Not an assertion of individual causation

This site does not assert that mefloquine or tafenoquine caused any specific act of domestic violence or any specific family outcome in any individual case. It documents a plausible mechanism and a documented pattern. Individual causation requires individual assessment.

Not a government resource

This site does not represent DVA, the Department of Defence, or any government agency. It is an independent public-interest publication. Its conclusions are those of its authors, not of any official body.

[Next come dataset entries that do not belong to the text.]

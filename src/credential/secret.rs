use crate::error::{Error, Result};
use std::fmt;
use std::io::BufRead;

/// A secret value that never shows up in `Debug` or `Display` output.
#[derive(Clone, PartialEq, Eq, Default)]
pub struct Secret(String);

impl Secret {
    pub fn new(value: impl Into<String>) -> Self {
        Self(value.into())
    }

    /// The raw value. Only pass it to the database driver or a file writer.
    pub fn expose(&self) -> &str {
        &self.0
    }

    pub fn is_empty(&self) -> bool {
        self.0.is_empty()
    }

    /// Replace any occurrence of the secret in `message`.
    pub fn redact(&self, message: &str) -> String {
        if self.0.is_empty() {
            message.to_string()
        } else {
            message.replace(&self.0, "***")
        }
    }
}

impl fmt::Debug for Secret {
    fn fmt(&self, f: &mut fmt::Formatter<'_>) -> fmt::Result {
        f.write_str("Secret(***)")
    }
}

impl fmt::Display for Secret {
    fn fmt(&self, f: &mut fmt::Formatter<'_>) -> fmt::Result {
        f.write_str("***")
    }
}

/// Read one line from `reader` as a secret (for `--password-stdin`).
pub fn read_secret_line(mut reader: impl BufRead) -> Result<Secret> {
    let mut line = String::new();
    reader.read_line(&mut line)?;
    let value = line.trim_end_matches(['\n', '\r']);
    if value.is_empty() {
        return Err(Error::Validation(
            "no secret received on standard input".to_string(),
        ));
    }
    Ok(Secret::new(value))
}

#[cfg(test)]
mod tests {
    use super::*;

    #[test]
    fn debug_and_display_are_redacted() {
        let secret = Secret::new("hunter2");
        assert_eq!(format!("{:?}", secret), "Secret(***)");
        assert_eq!(secret.to_string(), "***");
        assert_eq!(secret.expose(), "hunter2");
    }

    #[test]
    fn redact_masks_occurrences() {
        let secret = Secret::new("pw");
        assert_eq!(secret.redact("bad pw for pw"), "bad *** for ***");
        assert_eq!(Secret::default().redact("untouched"), "untouched");
    }

    #[test]
    fn read_secret_line_strips_newline_only() {
        let secret = read_secret_line(" spaced pass \n".as_bytes()).unwrap();
        assert_eq!(secret.expose(), " spaced pass ");
        assert!(read_secret_line("\n".as_bytes()).is_err());
    }
}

How evidence is used on this site

This site uses four evidential registers throughout. They are identified at the foot of relevant sections on each page. They reflect a commitment to transparency about the strength of the evidence being presented — because the difference between what is proven, what is plausible, and what is uncertain is not a minor distinction.

Established Fact

Findings confirmed by peer-reviewed science, regulatory agency determinations, or official parliamentary, coronial, or governmental records. These are the most robust claims on this site and can be verified against publicly available primary sources. The FDA black box warning, the product data sheet adverse event listings, and the Royal Commission findings are examples.

Plausible Mechanism

A biological or clinical pathway consistent with the scientific literature, providing a credible explanation for an observed or proposed phenomenon, but not yet demonstrated by a direct study in the specific ADF veteran and family population. The proposed link between quinoline-induced limbic injury and elevated domestic violence risk is a plausible mechanism — a serious hypothesis warranting investigation, not a proven finding.

Documented Case Evidence

Cases or patterns recorded in advocacy submissions, parliamentary testimony, or media records. These are accurately represented as sourced from identified materials, but have not been independently verified by this site. Readers relying on specific figures or case details for legal or formal purposes should consult the primary sources directly.

Area of Uncertainty

Questions that the current evidence does not resolve, presented honestly rather than minimised. The most significant area of uncertainty on this site is the absence of a direct study measuring domestic violence rates in the ADF quinoline cohort. That gap is identified consistently throughout as a research priority, not papered over.

Source Transparency

Two figures are central to the Australian evidence base drawn on throughout this report and this site. Their standing — as both evidence sources and advocates — is disclosed here in full. This disclosure is made not to discredit their work, but because readers are entitled to weigh it with complete information.

Major Stuart McCarthy

QVFA Senate Submission 94 — Primary institutional source

Major Stuart McCarthy prepared Senate Submission 94 on behalf of the Quinoline Veterans and Families Association. It is the primary source for much of the Australian-specific institutional and factual detail on this site — the dosing figures, the coronial omissions, the DVA incentive structure, the details of the tafenoquine trial cohort, and the documented pattern of official responses.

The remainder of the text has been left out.